How Will Verizon, AT&T and Sprint Position ‘4G’ vs. iPhone 5?

Lost a little bit in the heated run-up to next week’s highly anticipated introduction of (maybe!) the next model iPhone from Apple is the big question: How exactly are the three major cellular carriers in the U.S., Verizon Wireless, AT&T and Sprint, going to balance their “4G” network promotions with a phone that will probably be called the iPhone 5? Which will, as most expect, not even run on a 4G network but on a 3G one to boot?

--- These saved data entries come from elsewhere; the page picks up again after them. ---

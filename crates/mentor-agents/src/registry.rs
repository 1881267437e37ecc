use async_trait::async_trait;
use serde_json::Value;
use std::collections::BTreeMap;
use std::sync::Arc;
use tracing::debug;

use mentor_core::{ActionCall, ActionSpec, MentorError, Observation, Result};

use crate::context::ActionContext;

/// A capability function an agent may invoke mid-reasoning.
///
/// Errors must stay representable as text: the cycle converts a failed
/// invocation into an `Observation::Error` rather than letting it cross
/// the boundary as a fault.
#[async_trait]
pub trait ActionHandler: Send + Sync {
    fn spec(&self) -> ActionSpec;

    async fn invoke(&self, args: &Value, ctx: &ActionContext) -> Result<Observation>;
}

/// Per-agent mapping from action name to handler, with the argument
/// completion step applied before every dispatch.
#[derive(Default)]
pub struct ActionRegistry {
    handlers: BTreeMap<String, Arc<dyn ActionHandler>>,
}

impl ActionRegistry {
    pub fn new() -> Self {
        Self::default()
    }

    pub fn register(mut self, handler: Arc<dyn ActionHandler>) -> Self {
        self.handlers.insert(handler.spec().name, handler);
        self
    }

    /// Specs of every registered action, for the oracle.
    pub fn specs(&self) -> Vec<ActionSpec> {
        self.handlers.values().map(|h| h.spec()).collect()
    }

    pub fn contains(&self, name: &str) -> bool {
        self.handlers.contains_key(name)
    }

    /// Startup validation: every action an agent's prompts advertise must
    /// be registered. A miss here is a programmer error, not a runtime
    /// condition.
    pub fn assert_covers(&self, names: &[&str]) -> Result<()> {
        for name in names {
            if !self.handlers.contains_key(*name) {
                return Err(MentorError::UnknownAction((*name).to_string()));
            }
        }
        Ok(())
    }

    /// Complete the arguments and invoke the named action.
    ///
    /// Identifier keys are overwritten from the context; caller-held seed
    /// values fill in only when the oracle omitted them.
    pub async fn dispatch(&self, call: &ActionCall, ctx: &ActionContext) -> Result<Observation> {
        let handler = self
            .handlers
            .get(&call.name)
            .ok_or_else(|| MentorError::UnknownAction(call.name.clone()))?;

        let mut args = match &call.arguments {
            Value::Object(map) => map.clone(),
            Value::Null => serde_json::Map::new(),
            other => {
                return Err(MentorError::ActionFailed {
                    action: call.name.clone(),
                    reason: format!("arguments must be an object, got {other}"),
                });
            }
        };

        for (key, value) in ctx.identifier_args() {
            args.insert(key.to_string(), value);
        }
        for (key, value) in &ctx.seed {
            args.entry(key.clone()).or_insert_with(|| value.clone());
        }

        debug!(action = %call.name, "dispatching action");

        handler
            .invoke(&Value::Object(args), ctx)
            .await
            .map_err(|e| MentorError::ActionFailed {
                action: call.name.clone(),
                reason: e.to_string(),
            })
    }
}

#[cfg(test)]
mod tests {
    use super::*;
    use crate::context::arg_str;
    use mentor_config::MentorConfig;
    use mentor_oracle::MockOracle;
    use mentor_store::{SqliteConceptSearch, SqliteStore};
    use serde_json::json;
    use uuid::Uuid;

    struct EchoAction;

    #[async_trait]
    impl ActionHandler for EchoAction {
        fn spec(&self) -> ActionSpec {
            ActionSpec {
                name: "echo".into(),
                description: "Echo the question back".into(),
                parameters: json!({
                    "type": "object",
                    "properties": { "question": { "type": "string" } }
                }),
            }
        }

        async fn invoke(&self, args: &Value, _ctx: &ActionContext) -> Result<Observation> {
            Ok(Observation::Followup {
                strategy: "echo".into(),
                content: format!(
                    "{}|{}",
                    arg_str(args, "question"),
                    arg_str(args, "tenant_id")
                ),
            })
        }
    }

    fn ctx() -> ActionContext {
        let store = Arc::new(SqliteStore::open_in_memory().unwrap());
        ActionContext::new(
            Arc::clone(&store),
            Arc::new(SqliteConceptSearch::new(store, None)),
            Arc::new(MockOracle::new()),
            MentorConfig::default(),
            Uuid::nil(),
            Uuid::new_v4(),
            Uuid::new_v4(),
        )
    }

    #[tokio::test]
    async fn test_dispatch_fills_missing_args_from_seed() {
        let registry = ActionRegistry::new().register(Arc::new(EchoAction));
        let ctx = ctx().with_seed("question", json!("what is vat"));

        let obs = registry
            .dispatch(&ActionCall::new("echo", json!({})), &ctx)
            .await
            .unwrap();
        match obs {
            Observation::Followup { content, .. } => {
                assert_eq!(
                    content,
                    format!("what is vat|{}", Uuid::nil())
                );
            }
            other => panic!("unexpected observation: {}", other.kind()),
        }
    }

    #[tokio::test]
    async fn test_dispatch_never_lets_oracle_override_identifiers() {
        let registry = ActionRegistry::new().register(Arc::new(EchoAction));
        let ctx = ctx();

        let obs = registry
            .dispatch(
                &ActionCall::new(
                    "echo",
                    json!({"question": "q", "tenant_id": "spoofed"}),
                ),
                &ctx,
            )
            .await
            .unwrap();
        match obs {
            Observation::Followup { content, .. } => {
                assert!(content.ends_with(&Uuid::nil().to_string()));
            }
            other => panic!("unexpected observation: {}", other.kind()),
        }
    }

    #[tokio::test]
    async fn test_unknown_action_errors() {
        let registry = ActionRegistry::new().register(Arc::new(EchoAction));
        let err = registry
            .dispatch(&ActionCall::new("nope", json!({})), &ctx())
            .await
            .unwrap_err();
        assert!(matches!(err, MentorError::UnknownAction(_)));
    }

    #[test]
    fn test_assert_covers() {
        let registry = ActionRegistry::new().register(Arc::new(EchoAction));
        assert!(registry.assert_covers(&["echo"]).is_ok());
        assert!(registry.assert_covers(&["echo", "missing"]).is_err());
    }
}
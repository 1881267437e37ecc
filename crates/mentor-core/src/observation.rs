use serde::{Deserialize, Serialize};
use uuid::Uuid;

use crate::state::{
    AssessmentResult, AuthoritySource, BaselineLevel, ComprehensionQuestion, ConceptFeatures,
    ConfidenceLevel, EfficiencyMetrics, KnowledgeGap, MasteryRecord, MnemonicDevice,
    MnemonicStrategy, NextStep, RetrievedConcept, ReviewReminder, SourceRef, TeachingStyle,
    TopicSuggestion,
};

/// The result of one action invocation.
///
/// Every variant carries an explicit `kind` discriminant, so result
/// extraction is a total match on the tag. An action that fails still
/// produces an observation (`Error`) rather than a raised fault, which is
/// what lets the reasoning loop continue past bad invocations.
#[derive(Debug, Clone, Serialize, Deserialize)]
#[serde(tag = "kind", rename_all = "snake_case")]
pub enum Observation {
    Baseline {
        level: BaselineLevel,
        assessment: String,
    },
    Concepts {
        concepts: Vec<RetrievedConcept>,
    },
    Explanation {
        text: String,
        style: TeachingStyle,
    },
    Questions {
        questions: Vec<ComprehensionQuestion>,
    },
    Followup {
        strategy: String,
        content: String,
    },
    KeyPoints {
        points: Vec<String>,
    },
    Misunderstandings {
        items: Vec<String>,
    },
    Assessment {
        result: AssessmentResult,
        confidence: ConfidenceLevel,
        details: String,
    },
    NextStep {
        step: NextStep,
    },
    VerificationCheck {
        needs_verification: bool,
        items: Vec<String>,
        reason: String,
    },
    AuthoritySources {
        sources: Vec<AuthoritySource>,
    },
    Verdict {
        verified: bool,
        confidence_score: f64,
        sources: Vec<SourceRef>,
    },
    EnhancedExplanation {
        text: String,
    },
    ConceptFeatures {
        features: ConceptFeatures,
    },
    StrategyChoice {
        strategies: Vec<MnemonicStrategy>,
    },
    Mnemonic {
        device: MnemonicDevice,
    },
    MasteryRecords {
        records: Vec<MasteryRecord>,
    },
    KnowledgeGaps {
        gaps: Vec<KnowledgeGap>,
    },
    Efficiency {
        metrics: EfficiencyMetrics,
    },
    ReviewReminders {
        reminders: Vec<ReviewReminder>,
    },
    TopicSuggestions {
        topics: Vec<TopicSuggestion>,
    },
    Saved {
        id: Uuid,
    },
    Error {
        message: String,
    },
}

impl Observation {
    /// The discriminant name, for logging and transcript rendering.
    pub fn kind(&self) -> &'static str {
        match self {
            Observation::Baseline { .. } => "baseline",
            Observation::Concepts { .. } => "concepts",
            Observation::Explanation { .. } => "explanation",
            Observation::Questions { .. } => "questions",
            Observation::Followup { .. } => "followup",
            Observation::KeyPoints { .. } => "key_points",
            Observation::Misunderstandings { .. } => "misunderstandings",
            Observation::Assessment { .. } => "assessment",
            Observation::NextStep { .. } => "next_step",
            Observation::VerificationCheck { .. } => "verification_check",
            Observation::AuthoritySources { .. } => "authority_sources",
            Observation::Verdict { .. } => "verdict",
            Observation::EnhancedExplanation { .. } => "enhanced_explanation",
            Observation::ConceptFeatures { .. } => "concept_features",
            Observation::StrategyChoice { .. } => "strategy_choice",
            Observation::Mnemonic { .. } => "mnemonic",
            Observation::MasteryRecords { .. } => "mastery_records",
            Observation::KnowledgeGaps { .. } => "knowledge_gaps",
            Observation::Efficiency { .. } => "efficiency",
            Observation::ReviewReminders { .. } => "review_reminders",
            Observation::TopicSuggestions { .. } => "topic_suggestions",
            Observation::Saved { .. } => "saved",
            Observation::Error { .. } => "error",
        }
    }

    pub fn is_error(&self) -> bool {
        matches!(self, Observation::Error { .. })
    }
}
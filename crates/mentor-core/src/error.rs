use thiserror::Error;

/// Unified error type for the entire Mentor workspace.
#[derive(Error, Debug)]
pub enum MentorError {
    // ── Action / registry errors ───────────────────────────────
    #[error("unknown action: {0}")]
    UnknownAction(String),

    #[error("action failed: {action}: {reason}")]
    ActionFailed { action: String, reason: String },

    // ── Oracle errors ──────────────────────────────────────────
    #[error("oracle error: {0}")]
    Oracle(String),

    #[error("oracle call timed out after {secs}s")]
    OracleTimeout { secs: u64 },

    #[error("reasoning loop exceeded {max_steps} steps")]
    LoopBudgetExceeded { max_steps: u32 },

    // ── Extraction errors ──────────────────────────────────────
    #[error("no {expected} observation in transcript for task {task}")]
    ExtractionMismatch { task: String, expected: String },

    // ── Store errors ───────────────────────────────────────────
    #[error("store error: {0}")]
    Store(String),

    // ── Orchestration errors ───────────────────────────────────
    #[error("invalid session state: {0}")]
    InvalidState(String),

    // ── Config errors ──────────────────────────────────────────
    #[error("config error: {0}")]
    Config(String),

    #[error("config validation failed: {field}: {reason}")]
    ConfigValidation { field: String, reason: String },

    // ── Generic wrappers ───────────────────────────────────────
    #[error("io error: {0}")]
    Io(#[from] std::io::Error),

    #[error("serialization error: {0}")]
    Serialization(#[from] serde_json::Error),

    #[error("{0}")]
    Other(#[from] anyhow::Error),
}

pub type Result<T> = std::result::Result<T, MentorError>;
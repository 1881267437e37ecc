use serde::{Deserialize, Serialize};
use serde_json::Value;

/// Description of an action an agent may invoke mid-reasoning.
#[derive(Debug, Clone, Serialize, Deserialize)]
pub struct ActionSpec {
    /// Unique name within one agent's registry, e.g. "search_concepts".
    pub name: String,
    /// Human-readable description for the oracle.
    pub description: String,
    /// JSON Schema of the arguments object.
    pub parameters: Value,
}

/// A request from the oracle to invoke an action.
#[derive(Debug, Clone, Serialize, Deserialize)]
pub struct ActionCall {
    pub id: String,
    pub name: String,
    pub arguments: Value,
}

impl ActionCall {
    /// Create a call with a generated id (used by tests and fallbacks).
    pub fn new(name: impl Into<String>, arguments: Value) -> Self {
        Self {
            id: format!("call_{}", uuid::Uuid::new_v4()),
            name: name.into(),
            arguments,
        }
    }
}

Our guess — they will ignore the comparisons completely, and continue to push the 4G term in marketing while selling iPhones as fast as they can. While Verizon and AT&T already are doing this dance, you can put Sprint into this equation too, should Big Yeller finally get the iPhone in its stores as is also rumored. So far this year it seems like consumers literally aren’t buying the carriers’ 4G pitches, as witnessed by Verizon’s last fiscal quarter when Big Red sold just 1.2 million 4G devices but activated 2.3 million iPhones.

But how confusing will it be to have a phone with the “5″ in its title that doesn’t even run on a “4″ network but instead on a slower “3″ network? Will it matter, or will the iPhone distortion field continue, with people purchasing the new version simply because when it comes to devices there is the iPhone and then there is “something else” that doesn’t quite measure up?

Our guess is that this confusion may hit Verizon the hardest, simply because the company has more riding on its 4G LTE network than any other operator right now, and so far the selling results have been lackluster. After two quarters of having its LTE service live, Verizon still trails Sprint in the total 4G device activation numbers, and that gap got wider last quarter when Sprint sold 1.7 million 4G devices to Verizon’s 1.2 million devices. Until third quarter numbers are revealed in November we won’t know if Sprint’s victory is like an early season Buffalo upset of New England or whether the Bills and Sprint’s 4G are the real deal. All we know is that it’s going to be hard for Verizon (as well as AT&T and Sprint) to goose 4G sales with a new iPhone on the shelves.